Examples: In the gallery below, several simple examples are shown. In the gallery of images above, the number 54321 is shown on each of the different abaci.
Note: The display always assumes a fixed unit column, but you can override this choice.
Addition
To add, simply move in more beads to represent the number you are adding. There are two rules to follow: (1) whenever you have a total of 5 units or more on the bottom of a column, cancel out the 5 by sliding the beads back down and add a five to to the top; and (2) whenever you have a total of 10 units or more in a column, cancel out the 10 and add one unit to the column immediately to the left. (With the nepohualtzintzin, you work with 20 rather than 10.)
Example: 4+3+5+19+24=55
Subtraction
Subtraction is the inverse of addition. Move out beads that correspond to the number you are subtracting. You can "borrow" from the column immediately to the left: subtracting one unit and adding 10 to the current column.
Example: 26–2–4–6–10=4
Multiplication
There are several strategies for doing multiplication on an abacus. In the method used in the example below, the multiplier is stored on the far left of the abacus and the multiplicand is offset to the left by the number of digits in the multiplier. The red indicator is used to help keep track of where we are in the process.
Division
Simple division (by a single-digit number) is the inverse of multiplication. In the example below, the dividend is put on the left (leaving one column vacant for the quotient) and the divisor on the right.

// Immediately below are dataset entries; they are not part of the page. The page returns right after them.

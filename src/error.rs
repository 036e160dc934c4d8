//! Error types for fake network calls.
//!
//! Simulated network failures are not errors in the Rust sense while they
//! travel through listeners: they are delivered as
//! [`AsyncResult::Failure`](crate::AsyncResult::Failure). [`NetworkError`]
//! covers the programming errors that fail fast at the call site, plus the
//! conversion target used by [`AsyncCall::wait`](crate::AsyncCall::wait).

use thiserror::Error;

/// Represents errors that can occur when working with fake network calls.
///
/// # Examples
///
/// ```rust
/// use noted::NetworkError;
///
/// let error = NetworkError::simulated_failure("Error contacting the network");
/// assert_eq!(format!("{error}"), "simulated network failure: Error contacting the network");
/// ```
#[derive(Debug, Clone, PartialEq, Eq, Error)]
pub enum NetworkError {
    /// The simulated network decided to fail this call.
    #[error("simulated network failure: {message}")]
    SimulatedFailure {
        /// Human-readable message carried by the failure.
        message: String,
    },

    /// An argument violated a precondition (for example an empty candidate list).
    #[error("invalid argument: {0}")]
    InvalidArgument(String),

    /// A call was resolved more than once.
    #[error("call has already been resolved")]
    AlreadyResolved,

    /// A waiter's listener was dropped before it was delivered a result.
    ///
    /// This happens when the delivery executor shuts down while calls are
    /// still pending.
    #[error("call was abandoned before a result was delivered")]
    Abandoned,
}

impl NetworkError {
    /// Creates a [`NetworkError::SimulatedFailure`] with the given message.
    pub fn simulated_failure(message: impl Into<String>) -> Self {
        Self::SimulatedFailure {
            message: message.into(),
        }
    }

    /// Creates a [`NetworkError::InvalidArgument`] with the given description.
    pub fn invalid_argument(description: impl Into<String>) -> Self {
        Self::InvalidArgument(description.into())
    }

    /// Returns `true` if this error is a simulated network failure.
    #[must_use]
    pub const fn is_simulated_failure(&self) -> bool {
        matches!(self, Self::SimulatedFailure { .. })
    }
}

TODO: Add instructions for long division.
Discussion
It would be interesting to discuss various lesson plans for using an abacus here. Also, it would be interesting to explore the use of color. What if, for example, the more recent a bead is moved, the more colorful it is? (implemented in v5). This would perhaps make it more clear what the order of operations is on a calculation. Also, what it we extend the idea of the schety to include more fractional components, e.g., 3rd, 5ths, 6ths, etc. and perhaps have a mode where we can automate the consolidation of the fractional parts (implemented in v6).
Might be good to have some of the above information in Help, eg addition, subtraction, multiplication division. Just the text, no graphics?
In git, you can grab v9, which has a customization toolbar. Lots of fun. I'll push the new version once I complete the Sugar 0.84-- version.